After, all I felt was relief. It was all over. Like an eraser. Now, no one would know what a terrible person I was. 

I married the father. I felt like used goods. But, soon came the depression. And the nightmares.  And the fear.  And the suicidal thoughts. I functioned in daily life, but at night, I would stand in the dark, looking out the window, crying. I would look at the other windows with lights, and wish I was behind any of those windows – instead of mine. I couldn’t let anyone find out what a horrible person I was, so I isolated myself. 

What was supposed to be an eraser; hadn’t erased anything at all and it was destroying me from the inside.

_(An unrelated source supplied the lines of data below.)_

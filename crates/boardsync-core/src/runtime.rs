//! Board runtime: a single task that owns one [`SyncEngine`].
//!
//! Producers never touch the engine directly. They send commands over a
//! bounded queue; upstream calls run in spawned tasks whose results come
//! back through the same queue, so every store mutation happens on the
//! runtime task in arrival order.

use std::sync::Arc;

use chrono::Utc;
use serde::{Deserialize, Serialize};
use tokio::sync::{broadcast, mpsc, oneshot};
use tokio::time::MissedTickBehavior;
use tracing::{debug, info, warn};

use crate::api::{execute, fetch_board, BoardSnapshot, MutationApi, MutationOutcome};
use crate::board::{ListSnapshot, StoreChange};
use crate::broadcast::BroadcastEvent;
use crate::config::{SyncConfig, MIN_PRUNE_INTERVAL};
use crate::delta::{CorrelationId, RawEvent};
use crate::engine::{Resolution, Submitted, SyncEngine};
use crate::error::{SyncError, SyncResult, TransportError};
use crate::optimistic::Intent;

/// Out-of-band news about local mutations, for the local UI and peers.
#[derive(Clone, Serialize, Deserialize, Debug, PartialEq)]
#[serde(tag = "type", content = "data", rename_all = "camelCase", rename_all_fields = "camelCase")]
pub enum SyncNotice {
    /// A local mutation succeeded upstream; forward to other viewers.
    Mirror(BroadcastEvent),
    /// Upstream rejected a local mutation and it was rolled back.
    MutationFailed { correlation: CorrelationId, message: String },
    /// A local mutation got no answer in time and was rolled back.
    RolledBack { correlation: CorrelationId },
}

enum Command {
    Inbound(RawEvent),
    Submit {
        intent: Intent,
        reply: oneshot::Sender<SyncResult<Submitted>>,
    },
    Settled {
        correlation: CorrelationId,
        result: Result<MutationOutcome, TransportError>,
    },
    Loaded(Result<BoardSnapshot, TransportError>),
    Reload,
    Snapshot {
        reply: oneshot::Sender<Vec<ListSnapshot>>,
    },
}

/// Cheap, cloneable entry point to a running board runtime.
#[derive(Clone)]
pub struct BoardHandle {
    board_id: Arc<str>,
    tx: mpsc::Sender<Command>,
    changes: broadcast::Sender<StoreChange>,
    notices: broadcast::Sender<SyncNotice>,
}

impl BoardHandle {
    pub fn board_id(&self) -> &str {
        &self.board_id
    }

    /// Apply `intent` optimistically and issue it upstream.
    ///
    /// Returns once the local change is applied; the upstream outcome is
    /// reported later through [`BoardHandle::notices`].
    pub async fn submit(&self, intent: Intent) -> SyncResult<Submitted> {
        let (reply, rx) = oneshot::channel();
        self.send(Command::Submit { intent, reply }).await?;
        rx.await.map_err(|_| SyncError::RuntimeClosed)?
    }

    pub async fn ingest_broadcast(&self, event: BroadcastEvent) -> SyncResult<()> {
        self.send(Command::Inbound(RawEvent::Broadcast(event))).await
    }

    pub async fn ingest_webhook(&self, payload: serde_json::Value) -> SyncResult<()> {
        self.send(Command::Inbound(RawEvent::Webhook(payload))).await
    }

    /// Refetch the whole board and replace the store content.
    pub async fn reload(&self) -> SyncResult<()> {
        self.send(Command::Reload).await
    }

    pub async fn snapshot(&self) -> SyncResult<Vec<ListSnapshot>> {
        let (reply, rx) = oneshot::channel();
        self.send(Command::Snapshot { reply }).await?;
        rx.await.map_err(|_| SyncError::RuntimeClosed)
    }

    pub fn subscribe(&self) -> broadcast::Receiver<StoreChange> {
        self.changes.subscribe()
    }

    pub fn notices(&self) -> broadcast::Receiver<SyncNotice> {
        self.notices.subscribe()
    }

    async fn send(&self, command: Command) -> SyncResult<()> {
        self.tx.send(command).await.map_err(|_| SyncError::RuntimeClosed)
    }
}

/// The task that drives one board's engine.
pub struct BoardRuntime {
    board_id: Arc<str>,
    api: Arc<dyn MutationApi>,
    engine: SyncEngine,
    rx: mpsc::Receiver<Command>,
    // Weak so that dropping every handle stops the runtime.
    tx: mpsc::WeakSender<Command>,
    notices: broadcast::Sender<SyncNotice>,
}

impl BoardRuntime {
    /// Start the runtime for `board_id` and trigger the initial load.
    pub fn spawn(api: Arc<dyn MutationApi>, board_id: impl Into<String>, config: SyncConfig) -> BoardHandle {
        let board_id: Arc<str> = Arc::from(board_id.into());
        let (tx, rx) = mpsc::channel(config.queue_capacity.max(1));
        let (notices, _) = broadcast::channel(config.notify_capacity.max(1));
        let engine = SyncEngine::new(config);

        let handle = BoardHandle {
            board_id: board_id.clone(),
            tx: tx.clone(),
            changes: engine.change_sender(),
            notices: notices.clone(),
        };
        let runtime = Self {
            board_id,
            api,
            engine,
            rx,
            tx: tx.downgrade(),
            notices,
        };
        runtime.start_load();
        tokio::spawn(runtime.run());
        handle
    }

    async fn run(mut self) {
        info!(board_id = %self.board_id, "Board runtime started");
        let period = self.engine.config().prune_interval.max(MIN_PRUNE_INTERVAL);
        let mut ticker = tokio::time::interval(period);
        ticker.set_missed_tick_behavior(MissedTickBehavior::Delay);
        let capacity = self.engine.config().queue_capacity;

        loop {
            tokio::select! {
                command = self.rx.recv() => {
                    let Some(first) = command else { break };
                    let mut commands = vec![first];
                    while commands.len() < capacity {
                        match self.rx.try_recv() {
                            Ok(next) => commands.push(next),
                            Err(_) => break,
                        }
                    }
                    self.handle_all(commands);
                }
                _ = ticker.tick() => self.tick(),
            }
        }
        info!(board_id = %self.board_id, "Board runtime stopped");
    }

    /// Handle drained commands in order, batching runs of inbound events.
    fn handle_all(&mut self, commands: Vec<Command>) {
        let mut inbound = Vec::new();
        for command in commands {
            match command {
                Command::Inbound(event) => inbound.push(event),
                other => {
                    self.flush(&mut inbound);
                    self.handle(other);
                }
            }
        }
        self.flush(&mut inbound);
    }

    fn flush(&mut self, inbound: &mut Vec<RawEvent>) {
        if inbound.is_empty() {
            return;
        }
        let events = std::mem::take(inbound);
        let count = events.len();
        // Malformed events are logged by the engine and otherwise dropped.
        let results = self.engine.ingest_batch(events, Utc::now());
        let failed = results.iter().filter(|r| r.is_err()).count();
        debug!(count, failed, "Processed inbound batch");
    }

    fn handle(&mut self, command: Command) {
        match command {
            Command::Inbound(event) => self.flush(&mut vec![event]),
            Command::Submit { intent, reply } => {
                let submitted = self.engine.submit(intent.clone(), Utc::now());
                if let Ok(sub) = &submitted {
                    self.start_mutation(sub.correlation, intent);
                }
                let _ = reply.send(submitted);
            }
            Command::Settled { correlation, result } => match self.engine.settle(correlation, result, Utc::now()) {
                Ok(resolution) => self.announce(resolution),
                Err(e) => warn!(correlation = %correlation, error = %e, "Failed to settle mutation"),
            },
            Command::Loaded(Ok(snapshot)) => {
                self.engine.load(snapshot, Utc::now());
            }
            Command::Loaded(Err(e)) => {
                warn!(board_id = %self.board_id, error = %e, "Board reload failed");
            }
            Command::Reload => self.start_load(),
            Command::Snapshot { reply } => {
                let _ = reply.send(self.engine.snapshot());
            }
        }
    }

    fn tick(&mut self) {
        for resolution in self.engine.tick(Utc::now()) {
            self.announce(resolution);
        }
    }

    fn announce(&self, resolution: Resolution) {
        let notice = match resolution {
            Resolution::Confirmed { mirror, .. } | Resolution::Late { mirror, .. } => SyncNotice::Mirror(mirror),
            Resolution::RolledBack { correlation, error, .. } => SyncNotice::MutationFailed {
                correlation,
                message: error.to_string(),
            },
            Resolution::Expired { correlation, .. } => SyncNotice::RolledBack { correlation },
            Resolution::Unknown { .. } => return,
        };
        let _ = self.notices.send(notice);
    }

    fn start_mutation(&self, correlation: CorrelationId, intent: Intent) {
        let Some(tx) = self.tx.upgrade() else { return };
        let api = self.api.clone();
        tokio::spawn(async move {
            let result = execute(api.as_ref(), &intent).await;
            if tx.send(Command::Settled { correlation, result }).await.is_err() {
                debug!(correlation = %correlation, "Runtime gone before mutation settled");
            }
        });
    }

    fn start_load(&self) {
        let Some(tx) = self.tx.upgrade() else { return };
        let api = self.api.clone();
        let board_id = self.board_id.clone();
        tokio::spawn(async move {
            let result = fetch_board(api.as_ref(), &board_id).await;
            let _ = tx.send(Command::Loaded(result)).await;
        });
    }
}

I believed God could never forgive me, but I was so desperate, I went to church. There, I found hope that God could forgive me; that He wasn’t sitting up on His throne, with a lightning bolt in His hand, aimed at me. I began to let myself grieve my child. I learned of a Bible study called Forgiven & Set Free.

Once I accepted that God could forgive me, I began to move past my shame. I began to see how He was able to turn that darkness into light. Without God’s mercy and grace, I would not be alive today.

Psalm 103 says: Praise the Lord, O my soul, and forget not His benefits – who forgives all your sins and heals all your diseases, who redeems your life from the pit and crowns you with love and compassion, Praise the Lord, O my soul.

What I once hid in shame, I will expose to the light. I am silent no more.